The taproot of today’s imperialism is under-consumption in both countries of the South and the North. Investment, full employment and decent incomes for workers in the domestic economy are sacrificed in favour of export revenues – tribute – generated abroad. This sacrifice is coupled with the distortion of taxpayer-backed subsidies for wealthy exporters, embodied today in organisations such as UK Export Finance, and the US’s Export Credit Guarantee Program – both state-backed institutions which subsidise exporters and investors in foreign markets, protecting them from losses associated with market failure. Such public subsidies are generally not available to home-grown farmers, producers, and investors.
The post-war Bretton Woods system, devised in 1944 by economists from both the North and South (as Eric Helleiner has explained in The Forgotten Foundations of Bretton Woods), had deliberately set out to prevent the build-up of trade surpluses and deficits, and of financial imbalances – which, they argued, had led to the imperialist wars of the early twentieth century.7
The consequences of these gains by capital have been calamitous for the world’s workers, for economies of low-income countries, and for the political and ecological security of nations. In 2022, the IMF was forced to warn its members of a “dangerous global debt burden” and called for a “global cooperative approach” to the resolution of sovereign debt crises. As UNCTAD economists pointed out, the current trend simply makes transparent long-standing asymmetries and systemic flaws in the prevailing international financial system.
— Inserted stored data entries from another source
use crate::clients::AsyncExchanger;
use crate::clients::ClientError;
use async_trait::async_trait;
use http::header::*;
use http::{Method, Request};
use hyper::{Body, Client as HyperClient};
use hyper_alpn::AlpnConnector;
use log::debug;
use mime::Mime;
use std::str::FromStr;
use std::time::Duration;
use strum_macros::{Display, EnumString};
use url::Url;

pub const GOOGLE: &str = "https://dns.google/dns-query";
pub const CLOUDFLARE: &str = "https://cloudflare-dns.com/dns-query";
pub const CLEANBROWSING: &str = "https://doh.cleanbrowsing.org/doh/family-filter/";

// For use in Content-type and Accept headers
const CONTENT_TYPE_APPLICATION_DNS_MESSAGE: &str = "application/dns-message";

// The param name that contains the DNS request.
const DNS_QUERY_PARAM: &str = "dns";

// A DNS message can't be longer than its 16 bit TCP length prefix allows.
const MAX_MESSAGE_LEN: usize = 65535;

/// Well known public DoH resolvers.
#[derive(Copy, Clone, Debug, Display, EnumString, PartialEq, Eq)]
#[strum(serialize_all = "lowercase")]
pub enum Server {
    Google,
    Cloudflare,
    CleanBrowsing,
}

impl Server {
    pub fn url(self) -> &'static str {
        match self {
            Server::Google => GOOGLE,
            Server::Cloudflare => CLOUDFLARE,
            Server::CleanBrowsing => CLEANBROWSING,
        }
    }
}

/// Everything the [`Client`] needs to know about where and how to send queries.
#[derive(Clone, Debug, PartialEq, Eq)]
pub struct Config {
    pub server: Url,

    /// One of GET or POST.
    pub method: Method,

    /// Limit on the whole request, from connecting to reading the body.
    pub timeout: Duration,
}

impl Default for Config {
    fn default() -> Self {
        Config {
            server: Url::parse(GOOGLE).expect("GOOGLE is a valid url"),
            method: Method::GET,
            timeout: Duration::from_secs(10),
        }
    }
}

impl Config {
    /// Config for one of the well known servers, using GET.
    pub fn for_server(server: Server) -> Result<Self, ClientError> {
        Ok(Config {
            server: Url::parse(server.url())?,
            ..Default::default()
        })
    }

    /// Config for a server given by name (for example `"cloudflare"`) or by url.
    pub fn for_name(name: &str) -> Result<Self, ClientError> {
        if let Ok(server) = Server::from_str(&name.to_ascii_lowercase()) {
            return Self::for_server(server);
        }

        if name.starts_with("https://") || name.starts_with("http://") {
            return Ok(Config {
                server: Url::parse(name)?,
                ..Default::default()
            });
        }

        Err(ClientError::UnknownServer(name.to_string()))
    }
}

/// A DNS over HTTPS (DoH) Client (rfc8484).
///
/// # Example
///
/// ```rust,no_run
/// use dohdns::clients::{AsyncExchanger, Config, DoHClient, Server};
/// use dohdns::{decode_response, encode_query};
///
/// #[tokio::main]
/// async fn main() -> Result<(), dohdns::clients::ClientError> {
///     let query = encode_query("example.com", "A")?;
///
///     let response = DoHClient::new(Config::for_server(Server::Cloudflare)?)?
///        .exchange(&query)
///        .await?;
///
///     for answer in decode_response(&response, "A")? {
///         println!("{}", answer);
///     }
///     Ok(())
/// }
/// ```
///
/// See <https://datatracker.ietf.org/doc/html/rfc8484>
pub struct Client {
    config: Config,
}

impl Client {
    /// Creates a new Client for the configured server.
    ///
    /// Be aware that the server will typically be in the form of `https://domain_name/`. That
    /// `domain_name` will be resolved by the system's standard DNS library.
    pub fn new(config: Config) -> Result<Self, ClientError> {
        match config.method {
            Method::GET | Method::POST => (), // Nothing,
            _ => return Err(ClientError::UnsupportedMethod(config.method)),
        }

        Ok(Self { config })
    }

    pub fn config(&self) -> &Config {
        &self.config
    }

    /// Builds the GET or POST request carrying `query`.
    fn request(&self, query: &[u8]) -> Result<Request<Body>, ClientError> {
        // Base request common to both GET and POST
        let req = Request::builder()
            .method(&self.config.method)
            .header(ACCEPT, CONTENT_TYPE_APPLICATION_DNS_MESSAGE);

        let req = match self.config.method {
            Method::GET => {
                // Encode the message as a base64 string
                let buf = base64::encode_config(query, base64::URL_SAFE_NO_PAD);

                // and add to the query params.
                let mut url = self.config.server.clone();
                url.query_pairs_mut().append_pair(DNS_QUERY_PARAM, &buf);

                // We have to do this wierd as_str().parse() thing because the
                // http::Uri doesn't provide a way to easily mutate or construct it.
                let uri: hyper::Uri = url.as_str().parse()?;
                req.uri(uri).body(Body::empty())?
            }
            Method::POST => {
                req.uri(self.config.server.as_str())
                    .header(CONTENT_TYPE, CONTENT_TYPE_APPLICATION_DNS_MESSAGE)
                    .body(Body::from(query.to_vec()))? // content-length header will be added.
            }
            _ => return Err(ClientError::UnsupportedMethod(self.config.method.clone())),
        };

        Ok(req)
    }

    async fn send(&self, req: Request<Body>) -> Result<Vec<u8>, ClientError> {
        // Create a Alpn client, so our connection will upgrade to HTTP/2.
        let alpn = AlpnConnector::new();

        let client = HyperClient::builder()
            .pool_idle_timeout(Duration::from_secs(30))
            .http2_only(true)
            .build::<_, hyper::Body>(alpn);

        let resp = client.request(req).await?;

        if !resp.status().is_success() {
            return Err(ClientError::Status(resp.status()));
        }

        if let Some(content_type) = resp.headers().get(CONTENT_TYPE) {
            if !content_type_equal(content_type, CONTENT_TYPE_APPLICATION_DNS_MESSAGE) {
                return Err(ClientError::ContentType(
                    format!("{:?}", content_type),
                    CONTENT_TYPE_APPLICATION_DNS_MESSAGE,
                ));
            }
        }

        // Read the full body
        let body = hyper::body::to_bytes(resp.into_body()).await?;
        if body.len() > MAX_MESSAGE_LEN {
            return Err(ClientError::TooLarge(body.len()));
        }

        Ok(body.to_vec())
    }
}

#[async_trait]
impl AsyncExchanger for Client {
    /// Sends the encoded query to the server via HTTPS and returns the response body.
    async fn exchange(&self, query: &[u8]) -> Result<Vec<u8>, ClientError> {
        let req = self.request(query)?;

        debug!(
            "{} {} ({} byte query)",
            self.config.method,
            req.uri(),
            query.len()
        );

        match tokio::time::timeout(self.config.timeout, self.send(req)).await {
            Ok(result) => result,
            Err(_elapsed) => Err(ClientError::Timeout(self.config.timeout)),
        }
    }
}

/// Compares the "essence" of a content type, that is "type/subtype" without
/// any "+suffix" or "; param=value", against `expected`.
fn content_type_equal(content_type: &HeaderValue, expected: &str) -> bool {
    content_type
        .to_str()
        .ok()
        .and_then(|t| Mime::from_str(t).ok())
        .map_or(false, |t| t.essence_str() == expected)
}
Back in the 1970s, as the G77 were calling for a NIEO, scientists calculated that doubling the stock of atmospheric carbon would likely increase global temperatures by 3 degrees centigrade.8 At the time, the world was dumping 5 billion metric tons per annum into the atmosphere. Fifty years later, the world is dumping 10 billion metric tons of carbon every year – and by doing so, riding what some scientists are calling “the hockey stick of doom”. To protect life’s support systems and to achieve a radical and urgent transformation, societies must escape from capitalism’s globalised, carbon-belching financial system – designed and engineered to issue trillions of dollars of unregulated credit to fund both speculation in commodity markets, triggering inflation; and debt-fuelled over-production that fuels toxic emissions. For humanity to survive, we can no longer afford to bend to the will of the gods of finance. We can – and to survive, we must – transform and end the financialised global system of capitalism that now threatens the earth’s life support systems and human civilisation.
Ann Pettifor is a political economist, and author of The Case for the Green New Deal and The Production of Money.